Your task:
Your answer is a copy of every line in the records where "Item" appears.

-=-=-

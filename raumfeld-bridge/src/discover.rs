//! The `discover` command.

use std::time::Duration;

use raumfeld_api::PropertyChange;
use raumfeld_stream::{
    NotificationListener, StreamConfig, SubscriptionManager, UpnpSubscriber,
};
use tokio::sync::mpsc;

use crate::bridge::DeviceSource;
use crate::config::DiscoverArgs;
use crate::error::Result;

/// Which kinds of change have been seen so far
#[derive(Debug, Default, Clone, Copy, PartialEq, Eq)]
pub struct EventTally {
    pub volume: bool,
    pub mute: bool,
    pub power: bool,
}

impl EventTally {
    /// Record `change`; true if it is the first of its kind
    pub fn record(&mut self, change: &PropertyChange) -> bool {
        let seen = match change {
            PropertyChange::VolumeChanged { .. } => &mut self.volume,
            PropertyChange::MuteChanged { .. } => &mut self.mute,
            PropertyChange::PowerStateChanged { .. } => &mut self.power,
        };
        !std::mem::replace(seen, true)
    }

    pub fn is_complete(&self) -> bool {
        self.volume && self.mute && self.power
    }
}

/// List the speakers, subscribe to them and print events until one of each
/// kind has arrived or `args.wait` seconds have passed.
pub async fn run(args: DiscoverArgs) -> Result<EventTally> {
    let devices = DeviceSource::Discover {
        timeout: Duration::from_secs(args.timeout),
    }
    .load()
    .await?;

    if devices.is_empty() {
        println!("No Raumfeld speakers found.");
        return Ok(EventTally::default());
    }

    println!("Found {} speaker(s):", devices.len());
    for device in &devices {
        println!("  {} ({})", device.name, device.id);
        println!("    location:   {}", device.location);
        println!("    local addr: {}", device.local_addr);
    }

    let config = StreamConfig {
        callback_port_range: (args.port_start, args.port_end),
        ..StreamConfig::default()
    };
    let (tx, mut events) = mpsc::unbounded_channel();
    let listener = NotificationListener::start(config.callback_port_range, tx).await?;
    let manager = SubscriptionManager::for_listener(UpnpSubscriber::default(), &listener, config);

    let report = manager.refresh(&devices).await;
    for failure in &report.failures {
        println!("  ! {}", failure);
    }
    println!(
        "\nWaiting up to {}s for volume, mute and power events...",
        args.wait
    );

    let mut tally = EventTally::default();
    let deadline = tokio::time::sleep(Duration::from_secs(args.wait));
    tokio::pin!(deadline);

    while !tally.is_complete() {
        tokio::select! {
            _ = &mut deadline => {
                println!("Timed out.");
                break;
            }
            event = events.recv() => {
                let Some(event) = event else { break };
                tally.record(&event.change);
                println!("  {}: {:?}", event.speaker_id, event.change);
            }
        }
    }

    listener.shutdown().await;
    Ok(tally)
}
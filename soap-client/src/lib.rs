//! Private SOAP client for UPnP device communication
//!
//! This crate provides a minimal SOAP client specifically designed for
//! communicating with UPnP media renderers like Raumfeld speakers. It also
//! supports UPnP event subscriptions using the SUBSCRIBE method.

mod error;

pub use error::SoapError;

use std::time::Duration;
use xmltree::Element;

/// Response from a UPnP subscription request
#[derive(Debug, Clone, PartialEq, Eq)]
pub struct SubscriptionResponse {
    /// Subscription ID returned by the device
    pub sid: String,
    /// Actual timeout granted by the device (in seconds)
    pub timeout_seconds: u32,
}

/// A minimal SOAP client for UPnP device communication
#[derive(Debug, Clone)]
pub struct SoapClient {
    agent: ureq::Agent,
}

impl SoapClient {
    /// Create a new SOAP client with default configuration
    pub fn new() -> Self {
        Self::with_timeouts(Duration::from_secs(5), Duration::from_secs(10))
    }

    /// Create a SOAP client with explicit connect and read timeouts
    pub fn with_timeouts(connect: Duration, read: Duration) -> Self {
        Self {
            agent: ureq::AgentBuilder::new()
                .timeout_connect(connect)
                .timeout_read(read)
                .build(),
        }
    }

    /// Send a SOAP request and return the parsed response element
    ///
    /// # Arguments
    /// * `control_url` - Absolute control URL of the service (e.g. `http://10.0.0.5:52441/RenderingControl/ctrl`)
    /// * `service_type` - The UPnP service type URN used in the SOAPACTION header
    /// * `action` - The action name (e.g. `SetVolume`)
    /// * `payload` - The argument elements placed inside the action element
    pub fn call(
        &self,
        control_url: &str,
        service_type: &str,
        action: &str,
        payload: &str,
    ) -> Result<Element, SoapError> {
        let body = envelope(service_type, action, payload);
        let soap_action = format!("\"{}#{}\"", service_type, action);

        let response = self
            .agent
            .post(control_url)
            .set("Content-Type", "text/xml; charset=\"utf-8\"")
            .set("SOAPACTION", &soap_action)
            .send_string(&body);

        // UPnP devices answer faults with HTTP 500 and a SOAP body
        let response = match response {
            Ok(response) => response,
            Err(ureq::Error::Status(_, response)) => response,
            Err(e) => return Err(SoapError::Network(e.to_string())),
        };

        let xml_text = response
            .into_string()
            .map_err(|e| SoapError::Network(e.to_string()))?;

        let xml = Element::parse(xml_text.as_bytes())
            .map_err(|e| SoapError::Parse(e.to_string()))?;

        extract_response(&xml, action)
    }

    /// Subscribe to UPnP events at the given event subscription URL
    ///
    /// Every call creates a fresh subscription; callers that want to keep a
    /// lease alive simply call this again before it lapses.
    ///
    /// # Arguments
    /// * `event_url` - Absolute event subscription URL of the service
    /// * `callback_url` - URL where the device should deliver NOTIFY requests
    /// * `timeout_seconds` - Requested subscription timeout in seconds
    ///
    /// # Returns
    /// A `SubscriptionResponse` containing the SID and actual timeout
    pub fn subscribe(
        &self,
        event_url: &str,
        callback_url: &str,
        timeout_seconds: u32,
    ) -> Result<SubscriptionResponse, SoapError> {
        let response = self
            .agent
            .request("SUBSCRIBE", event_url)
            .set("CALLBACK", &format!("<{}>", callback_url))
            .set("NT", "upnp:event")
            .set("TIMEOUT", &format!("Second-{}", timeout_seconds))
            .call()
            .map_err(|e| match e {
                ureq::Error::Status(code, _) => SoapError::Rejected(code),
                other => SoapError::Network(other.to_string()),
            })?;

        if response.status() != 200 {
            return Err(SoapError::Rejected(response.status()));
        }

        let sid = response
            .header("SID")
            .ok_or_else(|| SoapError::Parse("Missing SID header in SUBSCRIBE response".to_string()))?
            .to_string();

        let timeout_seconds = response
            .header("TIMEOUT")
            .and_then(parse_timeout_header)
            .unwrap_or(timeout_seconds);

        Ok(SubscriptionResponse {
            sid,
            timeout_seconds,
        })
    }
}

impl Default for SoapClient {
    fn default() -> Self {
        Self::new()
    }
}

fn envelope(service_type: &str, action: &str, payload: &str) -> String {
    format!(
        r#"<?xml version="1.0" encoding="utf-8"?><s:Envelope xmlns:s="http://schemas.xmlsoap.org/soap/envelope/" s:encodingStyle="http://schemas.xmlsoap.org/soap/encoding/"><s:Body><u:{action} xmlns:u="{service_type}">{payload}</u:{action}></s:Body></s:Envelope>"#,
        action = action,
        service_type = service_type,
        payload = payload
    )
}

/// Parse a `Second-1800` style TIMEOUT header
fn parse_timeout_header(value: &str) -> Option<u32> {
    value.trim().strip_prefix("Second-")?.parse::<u32>().ok()
}

fn extract_response(xml: &Element, action: &str) -> Result<Element, SoapError> {
    let body = xml
        .get_child("Body")
        .ok_or_else(|| SoapError::Parse("Missing SOAP Body".to_string()))?;

    if let Some(fault) = body.get_child("Fault") {
        let error_code = fault
            .get_child("detail")
            .and_then(|d| d.get_child("UPnPError"))
            .and_then(|e| e.get_child("errorCode"))
            .and_then(|c| c.get_text())
            .and_then(|t| t.trim().parse::<u16>().ok())
            .unwrap_or(500);
        return Err(SoapError::Fault(error_code));
    }

    let response_name = format!("{}Response", action);
    body.get_child(response_name.as_str())
        .cloned()
        .ok_or_else(|| SoapError::Parse(format!("Missing {} element", response_name)))
}
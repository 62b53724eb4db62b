//! Path-based routing for callback notifications.
//!
//! Every device registers one path segment (normally its id). A `NOTIFY` on
//! a registered path is forwarded to the channel; anything else is refused.

use std::collections::HashSet;
use std::sync::Arc;
use tokio::sync::{mpsc, RwLock};

/// A notification accepted by the callback server
#[derive(Debug, Clone, PartialEq, Eq)]
pub struct NotificationPayload {
    /// The registered path the notification arrived on, without slashes
    pub path: String,
    /// The SID header, if the device sent one
    pub sid: Option<String>,
    /// The raw XML body
    pub event_xml: String,
}

/// Routes notifications from registered callback paths to a channel.
#[derive(Clone)]
pub struct EventRouter {
    paths: Arc<RwLock<HashSet<String>>>,
    event_sender: mpsc::UnboundedSender<NotificationPayload>,
}

impl EventRouter {
    /// Create a router that forwards into `event_sender`.
    ///
    /// ```
    /// use tokio::sync::mpsc;
    /// use callback_server::router::{EventRouter, NotificationPayload};
    ///
    /// let (tx, _rx) = mpsc::unbounded_channel::<NotificationPayload>();
    /// let router = EventRouter::new(tx);
    /// ```
    pub fn new(event_sender: mpsc::UnboundedSender<NotificationPayload>) -> Self {
        Self {
            paths: Arc::new(RwLock::new(HashSet::new())),
            event_sender,
        }
    }

    /// Accept notifications on `path`.
    pub async fn register(&self, path: String) {
        let mut paths = self.paths.write().await;
        if paths.insert(path.clone()) {
            tracing::debug!(%path, "callback path registered");
        }
    }

    /// Stop accepting notifications on `path`.
    pub async fn unregister(&self, path: &str) {
        let mut paths = self.paths.write().await;
        if paths.remove(path) {
            tracing::debug!(%path, "callback path unregistered");
        }
    }

    pub async fn is_registered(&self, path: &str) -> bool {
        self.paths.read().await.contains(path)
    }

    /// Currently registered paths, sorted
    pub async fn registered(&self) -> Vec<String> {
        let mut paths: Vec<String> = self.paths.read().await.iter().cloned().collect();
        paths.sort();
        paths
    }

    /// Forward a notification if its path is registered.
    ///
    /// Returns `false` when the path is unknown; the payload is dropped.
    pub async fn route_event(&self, path: String, sid: Option<String>, event_xml: String) -> bool {
        let paths = self.paths.read().await;
        if !paths.contains(&path) {
            return false;
        }

        let payload = NotificationPayload {
            path,
            sid,
            event_xml,
        };
        if self.event_sender.send(payload).is_err() {
            tracing::warn!("notification receiver dropped; discarding event");
        }
        true
    }
}

#[cfg(test)]
mod tests {
    use super::*;

    #[tokio::test]
    async fn test_event_router_register_and_route() {
        let (tx, mut rx) = mpsc::unbounded_channel();
        let router = EventRouter::new(tx);

        router.register("kitchen".to_string()).await;

        let routed = router
            .route_event(
                "kitchen".to_string(),
                Some("uuid:sub-1".to_string()),
                "<event>test</event>".to_string(),
            )
            .await;
        assert!(routed);

        let payload = rx.recv().await.unwrap();
        assert_eq!(payload.path, "kitchen");
        assert_eq!(payload.sid.as_deref(), Some("uuid:sub-1"));
        assert_eq!(payload.event_xml, "<event>test</event>");
    }

    #[tokio::test]
    async fn test_event_router_unregister() {
        let (tx, mut rx) = mpsc::unbounded_channel();
        let router = EventRouter::new(tx);

        router.register("kitchen".to_string()).await;
        router.unregister("kitchen").await;
        assert!(!router.is_registered("kitchen").await);

        let routed = router
            .route_event("kitchen".to_string(), None, "<event/>".to_string())
            .await;
        assert!(!routed);
        assert!(rx.try_recv().is_err());
    }

    #[tokio::test]
    async fn test_event_router_unknown_path() {
        let (tx, mut rx) = mpsc::unbounded_channel();
        let router = EventRouter::new(tx);
        router.register("kitchen".to_string()).await;

        let routed = router
            .route_event("bath".to_string(), None, "<event/>".to_string())
            .await;
        assert!(!routed);
        assert!(rx.try_recv().is_err());
    }

    #[tokio::test]
    async fn test_registered_is_sorted() {
        let (tx, _rx) = mpsc::unbounded_channel();
        let router = EventRouter::new(tx);
        for path in ["c", "a", "b", "a"] {
            router.register(path.to_string()).await;
        }
        assert_eq!(router.registered().await, vec!["a", "b", "c"]);
    }
}
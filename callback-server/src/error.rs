use thiserror::Error;

/// Errors raised while starting the callback server
#[derive(Debug, Error)]
pub enum CallbackError {
    /// Every port in the configured range is taken
    #[error("No available port in range {start}-{end}")]
    NoAvailablePort { start: u16, end: u16 },

    /// The configured range is empty
    #[error("Invalid port range {start}-{end}")]
    InvalidPortRange { start: u16, end: u16 },
}
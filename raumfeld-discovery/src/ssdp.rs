//! SSDP M-SEARCH client.
//!
//! Internal to the crate: sends one multicast search and yields the unicast
//! answers until the read timeout expires.

use std::net::UdpSocket;
use std::time::Duration;

use crate::error::{DiscoveryError, Result};

const MULTICAST_ADDR: &str = "239.255.255.250:1900";

/// One answer to an M-SEARCH request
#[derive(Debug, Clone, PartialEq)]
pub(crate) struct SsdpResponse {
    pub location: String,
    pub st: String,
    pub usn: String,
    pub server: Option<String>,
}

pub(crate) struct SsdpClient {
    socket: UdpSocket,
    mx: u64,
}

impl SsdpClient {
    /// Create a client whose search window is `timeout`
    pub fn new(timeout: Duration) -> Result<Self> {
        let socket = UdpSocket::bind("0.0.0.0:0")
            .map_err(|e| DiscoveryError::NetworkError(format!("Failed to bind UDP socket: {}", e)))?;

        socket
            .set_read_timeout(Some(timeout))
            .map_err(|e| DiscoveryError::NetworkError(format!("Failed to set read timeout: {}", e)))?;

        socket
            .set_multicast_loop_v4(true)
            .map_err(|e| DiscoveryError::NetworkError(format!("Failed to set multicast loop: {}", e)))?;

        // Devices spread their answers over MX seconds; keep that inside the window.
        let mx = timeout.as_secs().clamp(1, 5);

        Ok(Self { socket, mx })
    }

    /// Send an M-SEARCH request and return an iterator of responses
    pub fn search(&self, search_target: &str) -> Result<SsdpResponseIterator<'_>> {
        let request = build_search_request(search_target, self.mx);

        self.socket
            .send_to(request.as_bytes(), MULTICAST_ADDR)
            .map_err(|e| DiscoveryError::NetworkError(format!("Failed to send M-SEARCH: {}", e)))?;

        Ok(SsdpResponseIterator {
            socket: &self.socket,
            buffer: [0; 2048],
            finished: false,
        })
    }
}

fn build_search_request(search_target: &str, mx: u64) -> String {
    format!(
        "M-SEARCH * HTTP/1.1\r\n\
         HOST: {}\r\n\
         MAN: \"ssdp:discover\"\r\n\
         MX: {}\r\n\
         ST: {}\r\n\
         USER-AGENT: raumfeld-bridge/0.2 UPnP/1.0\r\n\
         \r\n",
        MULTICAST_ADDR, mx, search_target
    )
}

pub(crate) struct SsdpResponseIterator<'a> {
    socket: &'a UdpSocket,
    buffer: [u8; 2048],
    finished: bool,
}

impl Iterator for SsdpResponseIterator<'_> {
    type Item = Result<SsdpResponse>;

    fn next(&mut self) -> Option<Self::Item> {
        while !self.finished {
            match self.socket.recv_from(&mut self.buffer) {
                Ok((size, _)) => {
                    let parsed = std::str::from_utf8(&self.buffer[..size])
                        .ok()
                        .and_then(parse_ssdp_response);
                    if let Some(response) = parsed {
                        return Some(Ok(response));
                    }
                }
                Err(e)
                    if e.kind() == std::io::ErrorKind::WouldBlock
                        || e.kind() == std::io::ErrorKind::TimedOut =>
                {
                    self.finished = true;
                }
                Err(e) => {
                    self.finished = true;
                    return Some(Err(DiscoveryError::NetworkError(format!("Socket error: {}", e))));
                }
            }
        }
        None
    }
}

/// Parse an SSDP response from HTTP text
fn parse_ssdp_response(response: &str) -> Option<SsdpResponse> {
    let mut location = None;
    let mut st = None;
    let mut usn = None;
    let mut server = None;

    for line in response.lines() {
        let line = line.trim();

        if let Some(value) = extract_header_value(line, "LOCATION:") {
            location = Some(value);
        } else if let Some(value) = extract_header_value(line, "ST:") {
            st = Some(value);
        } else if let Some(value) = extract_header_value(line, "USN:") {
            usn = Some(value);
        } else if let Some(value) = extract_header_value(line, "SERVER:") {
            server = Some(value);
        }
    }

    Some(SsdpResponse {
        location: location?,
        st: st?,
        usn: usn?,
        server,
    })
}

/// Extract header value from a line like "HEADER: value"
fn extract_header_value(line: &str, header: &str) -> Option<String> {
    if line.len() > header.len() && line[..header.len()].eq_ignore_ascii_case(header) {
        Some(line[header.len()..].trim().to_string())
    } else {
        None
    }
}

#[cfg(test)]
mod tests {
    use super::*;

    #[test]
    fn test_search_request_carries_target_and_mx() {
        let request = build_search_request("urn:schemas-raumfeld-com:service:RaumfeldGenerator:1", 2);

        assert!(request.starts_with("M-SEARCH * HTTP/1.1\r\n"));
        assert!(request.contains("ST: urn:schemas-raumfeld-com:service:RaumfeldGenerator:1\r\n"));
        assert!(request.contains("MX: 2\r\n"));
        assert!(request.ends_with("\r\n\r\n"));
    }

    #[test]
    fn test_parse_ssdp_response_valid() {
        let response = "HTTP/1.1 200 OK\r\n\
            LOCATION: http://192.168.1.40:52441/f3a1c6e2-7b0d-4d3c-9a51-0e5c2f1b7a11.xml\r\n\
            ST: urn:schemas-raumfeld-com:service:RaumfeldGenerator:1\r\n\
            USN: uuid:f3a1c6e2-7b0d-4d3c-9a51-0e5c2f1b7a11::urn:schemas-raumfeld-com:service:RaumfeldGenerator:1\r\n\
            SERVER: Linux/3.14 UPnP/1.0 Raumfeld/1.0\r\n\
            \r\n";

        let parsed = parse_ssdp_response(response).unwrap();

        assert_eq!(
            parsed.location,
            "http://192.168.1.40:52441/f3a1c6e2-7b0d-4d3c-9a51-0e5c2f1b7a11.xml"
        );
        assert_eq!(parsed.st, "urn:schemas-raumfeld-com:service:RaumfeldGenerator:1");
        assert!(parsed.usn.starts_with("uuid:f3a1c6e2"));
        assert_eq!(parsed.server.as_deref(), Some("Linux/3.14 UPnP/1.0 Raumfeld/1.0"));
    }

    #[test]
    fn test_parse_ssdp_response_case_insensitive() {
        let response = "HTTP/1.1 200 OK\r\n\
            location: http://192.168.1.41:52441/desc.xml\r\n\
            st: urn:schemas-raumfeld-com:service:RaumfeldGenerator:1\r\n\
            usn: uuid:abc::urn:schemas-raumfeld-com:service:RaumfeldGenerator:1\r\n\
            \r\n";

        let parsed = parse_ssdp_response(response).unwrap();
        assert_eq!(parsed.location, "http://192.168.1.41:52441/desc.xml");
        assert_eq!(parsed.server, None);
    }

    #[test]
    fn test_parse_ssdp_response_missing_required_headers() {
        let missing_location = "HTTP/1.1 200 OK\r\nST: x\r\nUSN: y\r\n\r\n";
        let missing_usn = "HTTP/1.1 200 OK\r\nLOCATION: http://a/b\r\nST: x\r\n\r\n";

        assert!(parse_ssdp_response(missing_location).is_none());
        assert!(parse_ssdp_response(missing_usn).is_none());
        assert!(parse_ssdp_response("").is_none());
    }

    #[test]
    fn test_extract_header_value() {
        assert_eq!(
            extract_header_value("Location:   http://example.com  ", "LOCATION:"),
            Some("http://example.com".to_string())
        );
        assert_eq!(extract_header_value("LOCATION:", "LOCATION:"), None);
        assert_eq!(extract_header_value("LOCATIONS: value", "LOCATION:"), None);
    }
}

-=-=-

Response:
    type Item = Result<SsdpResponse>;
    fn next(&mut self) -> Option<Self::Item> {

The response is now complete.